I don’t like to haggle. The last time I tried to bargain I was 12 years old and trying to get my parents to let me watch an R-rated movie. (I still haven’t seen Speed.) So when I heard that Henrique de Castro used a job offer from Yahoo! (YHOO) to set off a bidding war with Google (GOOG) and ended up with a $61 million package, I thought, how did he do that? Wait—can I do that? If not $61 million, maybe six? I would be totally fine with $6 million.

To improve my chances I called salary negotiations expert Victoria Pynchon, founder of the She Negotiates consultancy. The biggest hurdle, Pynchon says, is that most of us have no idea what people in similar positions make. “When you buy a house, you get an appraiser and compare it to similar homes in the area. So why wouldn’t you do that with your job?”

If it’s a government job, salary info should be publicly available; the same is true for people in high-profile positions whose incomes are reported in the news. If those don’t apply to you, Pynchon advises calling people. “Don’t ask them their salaries directly, just ask them for advice—what they think the market is,” she says. “People like nothing better than to tell you what they’re making, so you’ll probably find out anyway.” Pynchon specializes in helping high-powered women who work in male-dominated fields, and she says it’s critical to know what men make to avoid unknowingly accepting a lowball offer. Once you know what you’re worth, practice asking for a lot more.
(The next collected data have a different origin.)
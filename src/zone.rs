//! Zones: sets of territories used to decide whether an address falls in
//! a shipping or tax region.
//!
//! Zone rules are independent of the metadata tables. A territory compares
//! the raw address values, so rules for countries with subdivision lists
//! should use subdivision ids.
//!
//! # Examples
//!
//! ```
//! use intl_address::{Address, ExactMatcher, PostCodeRange, Territory, Zone};
//!
//! let zone: Zone = [
//!     Territory::new().with_country("AU").with_administrative_area("VIC"),
//!     Territory::new()
//!         .with_country("AU")
//!         .with_included_post_codes(ExactMatcher::new().with_range(PostCodeRange::new(2000, 2234))),
//! ]
//! .into_iter()
//! .collect();
//!
//! let sydney = Address::builder().country("AU").administrative_area("NSW").post_code("2000").build();
//! let perth = Address::builder().country("AU").administrative_area("WA").post_code("6000").build();
//!
//! assert!(zone.contains(&sydney));
//! assert!(!zone.contains(&perth));
//! ```

use std::fmt;

use regex::Regex;

use crate::address::Address;

/// An inclusive range of numeric post codes.
#[derive(Debug, Clone, Copy, PartialEq, Eq, Hash)]
#[cfg_attr(feature = "serde", derive(serde::Serialize, serde::Deserialize))]
pub struct PostCodeRange {
    start: i64,
    end: i64,
}

impl PostCodeRange {
    /// Creates the range `start..=end`. A range with `start > end` is empty.
    #[must_use]
    pub const fn new(start: i64, end: i64) -> Self {
        Self { start, end }
    }

    /// First post code in the range
    #[must_use]
    pub const fn start(&self) -> i64 {
        self.start
    }

    /// Last post code in the range
    #[must_use]
    pub const fn end(&self) -> i64 {
        self.end
    }

    /// Returns true if `value` lies within the range.
    #[must_use]
    pub const fn contains(&self, value: i64) -> bool {
        self.start <= value && value <= self.end
    }
}

/// Matches post codes against a literal list and numeric ranges.
///
/// Literals are compared exactly. Post codes that parse as integers are
/// also checked against the ranges; anything else never matches a range.
#[derive(Debug, Clone, PartialEq, Eq, Default)]
#[cfg_attr(feature = "serde", derive(serde::Serialize, serde::Deserialize))]
#[cfg_attr(feature = "serde", serde(default))]
pub struct ExactMatcher {
    matches: Vec<String>,
    ranges: Vec<PostCodeRange>,
}

impl ExactMatcher {
    /// Creates a matcher that matches nothing.
    #[must_use]
    pub fn new() -> Self {
        Self::default()
    }

    /// Adds a literal post code.
    #[must_use]
    pub fn with_match(mut self, post_code: impl Into<String>) -> Self {
        self.matches.push(post_code.into());
        self
    }

    /// Adds a numeric range.
    #[must_use]
    pub fn with_range(mut self, range: PostCodeRange) -> Self {
        self.ranges.push(range);
        self
    }

    /// Literal post codes
    #[must_use]
    pub fn literals(&self) -> &[String] {
        &self.matches
    }

    /// Numeric ranges
    #[must_use]
    pub fn ranges(&self) -> &[PostCodeRange] {
        &self.ranges
    }

    /// Returns true if `post_code` is a listed literal or a number inside
    /// one of the ranges.
    #[must_use]
    pub fn matches(&self, post_code: &str) -> bool {
        if self.matches.iter().any(|m| m == post_code) {
            return true;
        }
        post_code
            .parse::<i64>()
            .is_ok_and(|n| self.ranges.iter().any(|r| r.contains(n)))
    }
}

/// Matches post codes against a regular expression, anywhere in the string.
///
/// Anchor the pattern with `^` and `$` to match whole post codes.
#[derive(Clone)]
pub struct RegexMatcher(Regex);

impl RegexMatcher {
    /// Compiles `pattern`.
    ///
    /// # Errors
    ///
    /// Returns `regex::Error` if the pattern is invalid.
    pub fn new(pattern: &str) -> Result<Self, regex::Error> {
        Regex::new(pattern).map(Self)
    }

    /// Returns the pattern.
    #[must_use]
    pub fn as_str(&self) -> &str {
        self.0.as_str()
    }

    /// Returns true if the pattern matches somewhere in `post_code`.
    #[must_use]
    pub fn matches(&self, post_code: &str) -> bool {
        self.0.is_match(post_code)
    }
}

impl From<Regex> for RegexMatcher {
    fn from(regex: Regex) -> Self {
        Self(regex)
    }
}

impl fmt::Debug for RegexMatcher {
    fn fmt(&self, f: &mut fmt::Formatter<'_>) -> fmt::Result {
        f.debug_tuple("RegexMatcher").field(&self.as_str()).finish()
    }
}

impl PartialEq for RegexMatcher {
    fn eq(&self, other: &Self) -> bool {
        self.as_str() == other.as_str()
    }
}

impl Eq for RegexMatcher {}

#[cfg(feature = "serde")]
impl serde::Serialize for RegexMatcher {
    fn serialize<S: serde::Serializer>(&self, serializer: S) -> Result<S::Ok, S::Error> {
        serializer.serialize_str(self.as_str())
    }
}

#[cfg(feature = "serde")]
impl<'de> serde::Deserialize<'de> for RegexMatcher {
    fn deserialize<D: serde::Deserializer<'de>>(deserializer: D) -> Result<Self, D::Error> {
        let pattern = String::deserialize(deserializer)?;
        Self::new(&pattern).map_err(serde::de::Error::custom)
    }
}

/// A post code predicate.
#[derive(Debug, Clone, PartialEq, Eq)]
#[cfg_attr(feature = "serde", derive(serde::Serialize, serde::Deserialize))]
#[cfg_attr(feature = "serde", serde(rename_all = "snake_case"))]
pub enum PostCodeMatcher {
    /// Literal and range matching
    Exact(ExactMatcher),
    /// Regular expression matching
    Regex(RegexMatcher),
}

impl PostCodeMatcher {
    /// Returns true if `post_code` satisfies the matcher.
    #[must_use]
    pub fn matches(&self, post_code: &str) -> bool {
        match self {
            Self::Exact(m) => m.matches(post_code),
            Self::Regex(m) => m.matches(post_code),
        }
    }
}

impl From<ExactMatcher> for PostCodeMatcher {
    fn from(matcher: ExactMatcher) -> Self {
        Self::Exact(matcher)
    }
}

impl From<RegexMatcher> for PostCodeMatcher {
    fn from(matcher: RegexMatcher) -> Self {
        Self::Regex(matcher)
    }
}

/// A single zone rule.
///
/// Every condition that is set must hold. Blank geographic fields match
/// anything. The country is compared exactly; the subdivision fields
/// ignore case.
#[derive(Debug, Clone, PartialEq, Eq, Default)]
#[cfg_attr(feature = "serde", derive(serde::Serialize, serde::Deserialize))]
#[cfg_attr(feature = "serde", serde(default))]
pub struct Territory {
    country: String,
    administrative_area: String,
    locality: String,
    dependent_locality: String,
    included_post_codes: Option<PostCodeMatcher>,
    excluded_post_codes: Option<PostCodeMatcher>,
}

impl Territory {
    /// Creates a territory that contains every address.
    #[must_use]
    pub fn new() -> Self {
        Self::default()
    }

    /// Restricts the territory to a country code.
    #[must_use]
    pub fn with_country(mut self, country: impl Into<String>) -> Self {
        self.country = country.into();
        self
    }

    /// Restricts the territory to an administrative area.
    #[must_use]
    pub fn with_administrative_area(mut self, administrative_area: impl Into<String>) -> Self {
        self.administrative_area = administrative_area.into();
        self
    }

    /// Restricts the territory to a locality.
    #[must_use]
    pub fn with_locality(mut self, locality: impl Into<String>) -> Self {
        self.locality = locality.into();
        self
    }

    /// Restricts the territory to a dependent locality.
    #[must_use]
    pub fn with_dependent_locality(mut self, dependent_locality: impl Into<String>) -> Self {
        self.dependent_locality = dependent_locality.into();
        self
    }

    /// Only post codes accepted by `matcher` are inside.
    #[must_use]
    pub fn with_included_post_codes(mut self, matcher: impl Into<PostCodeMatcher>) -> Self {
        self.included_post_codes = Some(matcher.into());
        self
    }

    /// Post codes accepted by `matcher` are outside.
    #[must_use]
    pub fn with_excluded_post_codes(mut self, matcher: impl Into<PostCodeMatcher>) -> Self {
        self.excluded_post_codes = Some(matcher.into());
        self
    }

    /// Returns true if `address` satisfies every condition.
    #[must_use]
    pub fn contains(&self, address: &Address) -> bool {
        let same =
            |rule: &str, value: &str| rule.is_empty() || rule.to_lowercase() == value.to_lowercase();

        if !self.country.is_empty() && self.country != address.country() {
            return false;
        }
        if !same(&self.administrative_area, address.administrative_area())
            || !same(&self.locality, address.locality())
            || !same(&self.dependent_locality, address.dependent_locality())
        {
            return false;
        }

        let post_code = address.post_code();
        let included = self
            .included_post_codes
            .as_ref()
            .is_none_or(|m| m.matches(post_code));
        let excluded = self
            .excluded_post_codes
            .as_ref()
            .is_some_and(|m| m.matches(post_code));
        included && !excluded
    }
}

/// An ordered list of territories. An address is in the zone if any
/// territory contains it; the empty zone contains nothing.
#[derive(Debug, Clone, PartialEq, Eq, Default)]
#[cfg_attr(feature = "serde", derive(serde::Serialize, serde::Deserialize))]
#[cfg_attr(feature = "serde", serde(transparent))]
pub struct Zone(Vec<Territory>);

impl Zone {
    /// Creates an empty zone.
    #[must_use]
    pub fn new() -> Self {
        Self::default()
    }

    /// Appends a territory.
    pub fn push(&mut self, territory: Territory) {
        self.0.push(territory);
    }

    /// Returns the territories.
    #[must_use]
    pub fn territories(&self) -> &[Territory] {
        &self.0
    }

    /// Returns true if any territory contains `address`.
    #[must_use]
    pub fn contains(&self, address: &Address) -> bool {
        self.0.iter().any(|t| t.contains(address))
    }
}

impl FromIterator<Territory> for Zone {
    fn from_iter<I: IntoIterator<Item = Territory>>(iter: I) -> Self {
        Self(iter.into_iter().collect())
    }
}

impl From<Vec<Territory>> for Zone {
    fn from(territories: Vec<Territory>) -> Self {
        Self(territories)
    }
}

#[cfg(test)]
mod tests {
    use super::*;

    fn melbourne(post_code: &str) -> Address {
        Address::builder()
            .country("AU")
            .administrative_area("VIC")
            .locality("Melbourne")
            .post_code(post_code)
            .build()
    }

    #[test]
    fn ranges_need_numeric_post_codes() {
        let m = ExactMatcher::new().with_range(PostCodeRange::new(3000, 3020));
        assert!(m.matches("3010"));
        assert!(m.matches("3000"));
        assert!(m.matches("3020"));
        assert!(!m.matches("9999"));
        assert!(!m.matches("ABCDE"));
    }

    #[test]
    fn literals_match_exactly() {
        let m = ExactMatcher::new().with_match("SW1A 1AA");
        assert!(m.matches("SW1A 1AA"));
        assert!(!m.matches("sw1a 1aa"));
    }

    #[test]
    fn regex_is_unanchored() {
        let m = RegexMatcher::new(r"\d{3}").unwrap();
        assert!(m.matches("AB123C"));
        assert!(!m.matches("AB12C"));
        assert!(RegexMatcher::new("(").is_err());
    }

    #[test]
    fn subdivisions_ignore_case() {
        let t = Territory::new()
            .with_country("AU")
            .with_administrative_area("vic")
            .with_locality("MELBOURNE");
        assert!(t.contains(&melbourne("")));
        assert!(t.contains(&melbourne("3000")));
    }

    #[test]
    fn country_is_case_sensitive() {
        assert!(!Territory::new().with_country("au").contains(&melbourne("3000")));
    }

    #[test]
    fn excluded_post_codes_win() {
        let t = Territory::new()
            .with_country("AU")
            .with_included_post_codes(ExactMatcher::new().with_range(PostCodeRange::new(3000, 3999)))
            .with_excluded_post_codes(ExactMatcher::new().with_match("3004"));
        assert!(t.contains(&melbourne("3000")));
        assert!(!t.contains(&melbourne("3004")));
        assert!(!t.contains(&melbourne("2000")));
    }

    #[test]
    fn empty_territory_contains_everything_empty_zone_nothing() {
        assert!(Territory::new().contains(&Address::default()));
        assert!(!Zone::new().contains(&melbourne("3000")));
    }
}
“You shouldn’t just pull a number out of a hat,” says Ofer Sharone, assistant professor of work and employment research at MIT’s Sloan School of Management. “Tell them what you’ve researched and explain why you’re worth more than the average person.” Pynchon agrees: Don’t make the discussion about what you want, but what you can provide. “Tell them, ‘I walk on water, and I can walk on water at your company too.’ ” It helps if you request a salary before they offer you one; the first number on the table influences the rest of the negotiation.

Many people—women, especially—have difficulty even vocalizing a dollar amount. Pynchon worked with a lawyer who couldn’t bring herself to say “$150,000” to her boss even though she’d been offered more than that from another firm. A Carnegie Mellon University study found 57 percent of male MBAs took the step of negotiating the salary for their first job while only 7 percent of females did. The men ended up making $4,000 more per year on average. “That’s not just a one-time difference,” says Sharone. “It’s the benchmark for all future raises, and if you switch jobs your employer will ask what you made at the last company.”

Once the number is out there, the fun begins. But beware: America is not a bargaining culture, and many employers only tolerate three or four rounds of negotiations. It’s important to emphasize the points on which you do agree and to remain upbeat. And if the company refuses to meet even your basic demands or yells at you for being too brazen—yes, that does happen—don’t give in. Wait a day or two to give them a chance to change their minds. If they don’t, they clearly can’t afford you.